Up close shot of dog food bowl

Q. Our older dog is having kidney problems. The veterinarian recommended an expensive diet formulated for kidney disease. Will it really help manage the problem? Are there alternatives?

A. Yes, a special therapeutic diet really does help. And, yes, there are alternatives, but I am hesitant to recommend them for a couple of reasons based on my clinical experience of more 30 years as a practicing veterinarian.

Therapeutic diets, available only on the order of a veterinarian, have been formulated to target specific metabolic processes to help prevent, reverse or manage an illness. One example, Hill’s Prescription Diet y/d Feline Thyroid Health, was featured in our piece Groundbreaking Veterinary Discoveries That Revolutionized 2011 for its use in managing feline hyperthyroidism.

Why Veterinarians Recommend Therapeutic Diets

The reason I prescribe these therapeutic diets and have used them on my own pets in the past (my daughter, Vetstreet training expert Mikkel Becker, feeds one to her Pugs for skin problems now) is because they’re clinically proven to work. That’s not the same as a neighbor telling you that something worked for her dog or a testimonial from a pet owner on a website about what he says worked for his cats. Clinical trials are the gold standard for how we chose products to carry and prescribe in a veterinary practice. Not only can we review the clinical trials and ask questions of experts at veterinary conferences and in online discussions among veterinarians, we see actual data from our own patients.

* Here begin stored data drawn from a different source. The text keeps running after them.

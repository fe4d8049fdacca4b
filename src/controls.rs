use std::sync::atomic::{AtomicU8, Ordering};
use std::sync::{Arc, RwLock};

use crate::error::SendError;
use crate::severity::Severity;

/// Callback invoked once per completed send attempt.
pub type SendObserver = Arc<dyn Fn(&Result<(), SendError>) + Send + Sync>;

/// Shared send settings read on every log call: the severity threshold and
/// an optional observer for delivery outcomes.
///
/// Each wire format owns one process-wide instance, and handlers can also be
/// given their own. Configure before logging starts; updates made while
/// events are in flight may or may not be seen by those events.
pub struct SendControls {
    threshold: AtomicU8,
    observer: RwLock<Option<SendObserver>>,
}

impl SendControls {
    pub fn new(threshold: Severity) -> Self {
        Self {
            threshold: AtomicU8::new(threshold.as_u8()),
            observer: RwLock::new(None),
        }
    }

    pub fn shared(threshold: Severity) -> Arc<Self> {
        Arc::new(Self::new(threshold))
    }

    pub fn threshold(&self) -> Severity {
        Severity::from_u8(self.threshold.load(Ordering::Relaxed))
    }

    pub fn set_threshold(&self, threshold: Severity) {
        self.threshold.store(threshold.as_u8(), Ordering::Relaxed);
    }

    /// Whether an event at `level` passes the threshold.
    pub fn accepts(&self, level: Severity) -> bool {
        level >= self.threshold()
    }

    pub fn set_observer<F>(&self, observer: F)
    where
        F: Fn(&Result<(), SendError>) + Send + Sync + 'static,
    {
        self.replace_observer(Some(Arc::new(observer)));
    }

    pub fn clear_observer(&self) {
        self.replace_observer(None);
    }

    fn replace_observer(&self, observer: Option<SendObserver>) {
        match self.observer.write() {
            Ok(mut guard) => *guard = observer,
            Err(poisoned) => *poisoned.into_inner() = observer,
        }
    }

    pub(crate) fn observer(&self) -> Option<SendObserver> {
        match self.observer.read() {
            Ok(guard) => guard.clone(),
            Err(poisoned) => poisoned.into_inner().clone(),
        }
    }

    pub(crate) fn notify(&self, result: &Result<(), SendError>) {
        if let Some(observer) = self.observer() {
            observer(result);
        }
    }
}

impl Default for SendControls {
    fn default() -> Self {
        Self::new(Severity::Info)
    }
}

impl std::fmt::Debug for SendControls {
    fn fmt(&self, f: &mut std::fmt::Formatter<'_>) -> std::fmt::Result {
        f.debug_struct("SendControls")
            .field("threshold", &self.threshold())
            .field("observer", &self.observer().is_some())
            .finish()
    }
}
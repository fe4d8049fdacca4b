use chrono::Utc;
use std::sync::Arc;
use tokio::runtime::Handle;
use url::Url;

use crate::config::{parse_endpoint, validate_headers, HandlerConfig};
use crate::controls::SendControls;
use crate::error::{ConfigError, SendError};
use crate::format::{JsonCollector, SlackWebhook, WireFormat};
use crate::metadata::{Metadata, MetadataValue};
use crate::normalize::reserved_collisions;
use crate::record::{concise_source_path, LogEvent, SourceLocation};
use crate::severity::Severity;
use crate::transport::Transport;

/// Capabilities a logging facade needs from a handler.
pub trait LogHandler: Send + Sync {
    /// Handle one log call. Never blocks on I/O and never fails.
    fn log(
        &self,
        level: Severity,
        message: &str,
        metadata: Option<&Metadata>,
        location: Option<SourceLocation>,
    );

    fn metadata_value(&self, key: &str) -> Option<&MetadataValue>;

    /// Set or, with `None`, remove a handler-level metadata entry.
    fn set_metadata_value(&mut self, key: &str, value: Option<MetadataValue>);

    fn log_level(&self) -> Severity;

    fn set_log_level(&mut self, level: Severity);
}

/// Handler that ships every accepted event to a remote endpoint.
///
/// Each accepted call is encoded on the calling thread and sent from its own
/// task on the Tokio runtime captured at build time. Completion order across
/// events is unspecified.
pub struct RemoteLogHandler<F: WireFormat> {
    label: String,
    url: Arc<Url>,
    format: Arc<F>,
    level: Severity,
    metadata: Metadata,
    transport: Arc<dyn Transport>,
    controls: Arc<SendControls>,
    runtime: Handle,
    assert_reserved_keys: bool,
}

/// Handler for generic JSON collectors.
pub type HttpLogHandler = RemoteLogHandler<JsonCollector>;

/// Handler for Slack incoming webhooks.
pub type SlackLogHandler = RemoteLogHandler<SlackWebhook>;

impl HttpLogHandler {
    pub fn builder(config: HandlerConfig) -> HandlerBuilder<JsonCollector> {
        let format = JsonCollector::new(config.headers.clone());
        HandlerBuilder::new(config, format)
    }

    /// Build a handler with the default HTTP transport and global controls.
    pub fn new(config: HandlerConfig) -> Result<Self, ConfigError> {
        Self::builder(config).build()
    }
}

impl SlackLogHandler {
    /// Custom headers in `config` are not sent to Slack.
    pub fn builder(config: HandlerConfig) -> HandlerBuilder<SlackWebhook> {
        HandlerBuilder::new(config, SlackWebhook::new())
    }

    pub fn new(config: HandlerConfig) -> Result<Self, ConfigError> {
        Self::builder(config).build()
    }
}

impl<F: WireFormat> RemoteLogHandler<F> {
    pub fn label(&self) -> &str {
        &self.label
    }

    pub fn url(&self) -> &Url {
        &self.url
    }

    pub fn controls(&self) -> &Arc<SendControls> {
        &self.controls
    }

    pub fn metadata(&self) -> &Metadata {
        &self.metadata
    }

    fn check_reserved_keys(&self, metadata: &Metadata) {
        let collisions = reserved_collisions(metadata);
        if collisions.is_empty() {
            return;
        }
        debug_assert!(
            !self.assert_reserved_keys,
            "metadata keys {collisions:?} are reserved by the log envelope and will be overridden"
        );
        tracing::warn!(
            label = %self.label,
            keys = ?collisions,
            "metadata uses reserved keys; envelope fields take precedence"
        );
    }

    fn build_event(
        &self,
        level: Severity,
        message: &str,
        metadata: Option<&Metadata>,
        location: Option<SourceLocation>,
    ) -> LogEvent {
        // Merge before projecting so a call value the format drops still
        // hides the handler value under the same key.
        let projected = match metadata {
            Some(call_metadata) if !call_metadata.is_empty() => {
                let mut merged = self.metadata.clone();
                merged.extend(call_metadata.iter().map(|(k, v)| (k.clone(), v.clone())));
                self.format.project_metadata(&merged)
            }
            _ => self.format.project_metadata(&self.metadata),
        };

        LogEvent {
            label: self.label.clone(),
            level: level.as_str().to_string(),
            message: message.to_string(),
            location: location.map(|loc| SourceLocation {
                file: concise_source_path(&loc.file),
                ..loc
            }),
            metadata: (!projected.is_empty()).then_some(projected),
            timestamp: Utc::now(),
        }
    }

    fn dispatch(&self, payload: Result<Vec<u8>, serde_json::Error>) {
        let transport = Arc::clone(&self.transport);
        let controls = Arc::clone(&self.controls);
        let format = Arc::clone(&self.format);
        let url = Arc::clone(&self.url);

        self.runtime.spawn(async move {
            let result = match payload {
                Ok(body) => transport.send(body, &url, format.headers()).await,
                Err(err) => Err(SendError::from(err)),
            };
            if let Err(err) = &result {
                tracing::warn!(endpoint = %url, error = %err, "failed to send log payload");
            }
            controls.notify(&result);
        });
    }
}

impl<F: WireFormat> LogHandler for RemoteLogHandler<F> {
    fn log(
        &self,
        level: Severity,
        message: &str,
        metadata: Option<&Metadata>,
        location: Option<SourceLocation>,
    ) {
        if !self.controls.accepts(level) {
            return;
        }

        if self.format.reserves_keys() {
            self.check_reserved_keys(&self.metadata);
            if let Some(call_metadata) = metadata {
                self.check_reserved_keys(call_metadata);
            }
        }

        let event = self.build_event(level, message, metadata, location);
        let payload = self.format.encode(&event);
        self.dispatch(payload);
    }

    fn metadata_value(&self, key: &str) -> Option<&MetadataValue> {
        self.metadata.get(key)
    }

    fn set_metadata_value(&mut self, key: &str, value: Option<MetadataValue>) {
        match value {
            Some(value) => {
                self.metadata.insert(key.to_string(), value);
            }
            None => {
                self.metadata.remove(key);
            }
        }
    }

    fn log_level(&self) -> Severity {
        self.level
    }

    fn set_log_level(&mut self, level: Severity) {
        self.level = level;
    }
}

/// Builder for [`RemoteLogHandler`].
///
/// Unset parts fall back to the HTTP transport, the format's global
/// controls and the Tokio runtime of the calling context.
pub struct HandlerBuilder<F: WireFormat> {
    config: HandlerConfig,
    format: F,
    metadata: Metadata,
    transport: Option<Arc<dyn Transport>>,
    controls: Option<Arc<SendControls>>,
    runtime: Option<Handle>,
}

impl<F: WireFormat> HandlerBuilder<F> {
    pub fn new(config: HandlerConfig, format: F) -> Self {
        Self {
            config,
            format,
            metadata: Metadata::new(),
            transport: None,
            controls: None,
            runtime: None,
        }
    }

    pub fn transport(mut self, transport: Arc<dyn Transport>) -> Self {
        self.transport = Some(transport);
        self
    }

    pub fn controls(mut self, controls: Arc<SendControls>) -> Self {
        self.controls = Some(controls);
        self
    }

    pub fn runtime(mut self, runtime: Handle) -> Self {
        self.runtime = Some(runtime);
        self
    }

    pub fn metadata(mut self, metadata: Metadata) -> Self {
        self.metadata = metadata;
        self
    }

    pub fn build(self) -> Result<RemoteLogHandler<F>, ConfigError> {
        let url = parse_endpoint(&self.config.url)?;
        validate_headers(self.format.headers())?;

        let runtime = match self.runtime {
            Some(handle) => handle,
            None => Handle::try_current().map_err(|_| ConfigError::NoRuntime)?,
        };
        let transport = match self.transport {
            Some(transport) => transport,
            None => default_transport()?,
        };

        Ok(RemoteLogHandler {
            label: self.config.label,
            url: Arc::new(url),
            format: Arc::new(self.format),
            level: self.config.level,
            metadata: self.metadata,
            transport,
            controls: self.controls.unwrap_or_else(F::global_controls),
            runtime,
            assert_reserved_keys: self.config.assert_reserved_keys,
        })
    }
}

#[cfg(feature = "reqwest-transport")]
fn default_transport() -> Result<Arc<dyn Transport>, ConfigError> {
    Ok(Arc::new(crate::http::HttpTransport::new()))
}

#[cfg(not(feature = "reqwest-transport"))]
fn default_transport() -> Result<Arc<dyn Transport>, ConfigError> {
    Err(ConfigError::MissingTransport)
}
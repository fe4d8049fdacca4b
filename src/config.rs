use http::{HeaderName, HeaderValue};
use url::Url;

use crate::error::ConfigError;
use crate::severity::Severity;
use crate::transport::Headers;

/// Construction-time settings for a remote handler.
///
/// **Fields**
/// - `label`: logger label copied into every event.
/// - `url`: collector or webhook URL, `http` or `https`.
/// - `headers`: extra request headers (ignored by the Slack format).
/// - `level`: per-instance level. Kept for facade compatibility; send
///   decisions use the shared threshold in [`crate::SendControls`].
/// - `assert_reserved_keys`: in debug builds, panic when metadata uses a
///   key reserved by the envelope. When `false` a warning is logged.
#[derive(Clone, Debug)]
pub struct HandlerConfig {
    pub label: String,
    pub url: String,
    pub headers: Headers,
    pub level: Severity,
    pub assert_reserved_keys: bool,
}

impl HandlerConfig {
    pub fn new(label: impl Into<String>, url: impl Into<String>) -> Self {
        Self {
            label: label.into(),
            url: url.into(),
            headers: Headers::new(),
            level: Severity::Info,
            assert_reserved_keys: true,
        }
    }

    pub fn with_headers(mut self, headers: Headers) -> Self {
        self.headers = headers;
        self
    }

    pub fn with_header(mut self, name: impl Into<String>, value: impl Into<String>) -> Self {
        self.headers.insert(name.into(), value.into());
        self
    }
}

/// Parse and check an endpoint URL.
pub fn parse_endpoint(raw: &str) -> Result<Url, ConfigError> {
    let url = Url::parse(raw).map_err(|source| ConfigError::InvalidUrl {
        url: raw.to_string(),
        source,
    })?;
    match url.scheme() {
        "http" | "https" => Ok(url),
        other => Err(ConfigError::UnsupportedScheme(other.to_string())),
    }
}

/// Reject headers that could not be put on a request.
pub fn validate_headers(headers: &Headers) -> Result<(), ConfigError> {
    for (name, value) in headers {
        HeaderName::from_bytes(name.as_bytes()).map_err(|_| ConfigError::InvalidHeader(name.clone()))?;
        HeaderValue::from_str(value).map_err(|_| ConfigError::InvalidHeader(name.clone()))?;
    }
    Ok(())
}

/// Parse `name=value` pairs separated by commas, e.g.
/// `Authorization=Bearer abc,X-Source=api`.
pub fn parse_header_list(raw: &str) -> Result<Headers, ConfigError> {
    let mut headers = Headers::new();
    for pair in raw.split(',').map(str::trim).filter(|p| !p.is_empty()) {
        let (name, value) = pair
            .split_once('=')
            .ok_or_else(|| ConfigError::InvalidHeader(pair.to_string()))?;
        headers.insert(name.trim().to_string(), value.trim().to_string());
    }
    validate_headers(&headers)?;
    Ok(headers)
}
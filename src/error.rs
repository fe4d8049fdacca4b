use std::error::Error;

/// Outcome of a failed send attempt.
///
/// Reported to the diagnostic channel and to the send observer; never
/// returned to the code that emitted the log event.
#[derive(thiserror::Error, Debug)]
pub enum SendError {
    /// No response was received (connect failure, timeout, reset).
    #[error("transport error: {0}")]
    Transport(#[source] Box<dyn Error + Send + Sync>),

    /// Something came back, but it was not a well-formed HTTP response.
    #[error("invalid response type")]
    InvalidResponseType,

    /// The endpoint answered with a status outside `200..300`.
    #[error("error status code {code}{}", body_suffix(.body))]
    ErrorStatusCode { code: u16, body: Option<String> },

    /// The event could not be encoded as JSON.
    #[error("failed to serialize log event: {0}")]
    Serialization(#[from] serde_json::Error),
}

fn body_suffix(body: &Option<String>) -> String {
    body.as_deref().map(|b| format!(": {b}")).unwrap_or_default()
}

impl SendError {
    pub fn transport(err: impl Into<Box<dyn Error + Send + Sync>>) -> Self {
        SendError::Transport(err.into())
    }
}

/// Error returned when a handler cannot be constructed.
#[derive(thiserror::Error, Debug)]
pub enum ConfigError {
    #[error("invalid endpoint url `{url}`: {source}")]
    InvalidUrl {
        url: String,
        #[source]
        source: url::ParseError,
    },

    #[error("unsupported url scheme `{0}`, expected http or https")]
    UnsupportedScheme(String),

    #[error("invalid header `{0}`")]
    InvalidHeader(String),

    #[error("environment variable {0} is not set")]
    MissingEnv(&'static str),

    #[error("invalid value for {name}: {reason}")]
    InvalidEnv { name: &'static str, reason: String },

    #[error("no tokio runtime available to drive log delivery")]
    NoRuntime,

    #[error("no transport configured and the reqwest-transport feature is disabled")]
    MissingTransport,
}

#[cfg(test)]
mod tests {
    use super::*;

    #[test]
    fn status_error_includes_body_when_present() {
        let err = SendError::ErrorStatusCode {
            code: 500,
            body: Some("server error".into()),
        };
        assert_eq!(err.to_string(), "error status code 500: server error");

        let err = SendError::ErrorStatusCode { code: 404, body: None };
        assert_eq!(err.to_string(), "error status code 404");
    }
}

If these diets didn’t work, we wouldn’t carry them.

Alternatives to Therapeutic Diets

Now, are there alternatives? Yes, you can work with a veterinary nutritionist to get a special diet you can make at home, but it can be more expensive and is undoubtedly an inconvenient and time-consuming endeavor. My experience has been that despite their best intentions, most pet owners are unwilling or unable to maintain the work and dedication required to provide such a diet prepared at home. If you wish to try, however, you must work with your veterinarian to ensure that the therapeutic benefits of a special diet are being met for your dog.

Some final thoughts: The biggest problem I see in practice is that someone starts her pet on a therapeutic diet on her veterinarian’s recommendation. As a result, the pet seems to gets better or the condition stabilizes, and then it’s back to the old food, typically without talking to the pet’s veterinarian. Bad idea. People would never dream of stopping thyroid medication or injections for a diabetic pet, but they tend to forget that these foods are treatment all the same.

As for the expense, it’s important to realize that high-quality ingredients with specific, metabolically targeted effects cannot be manufactured, distributed and monitored cheaply. In my experience, these diets are worth every penny.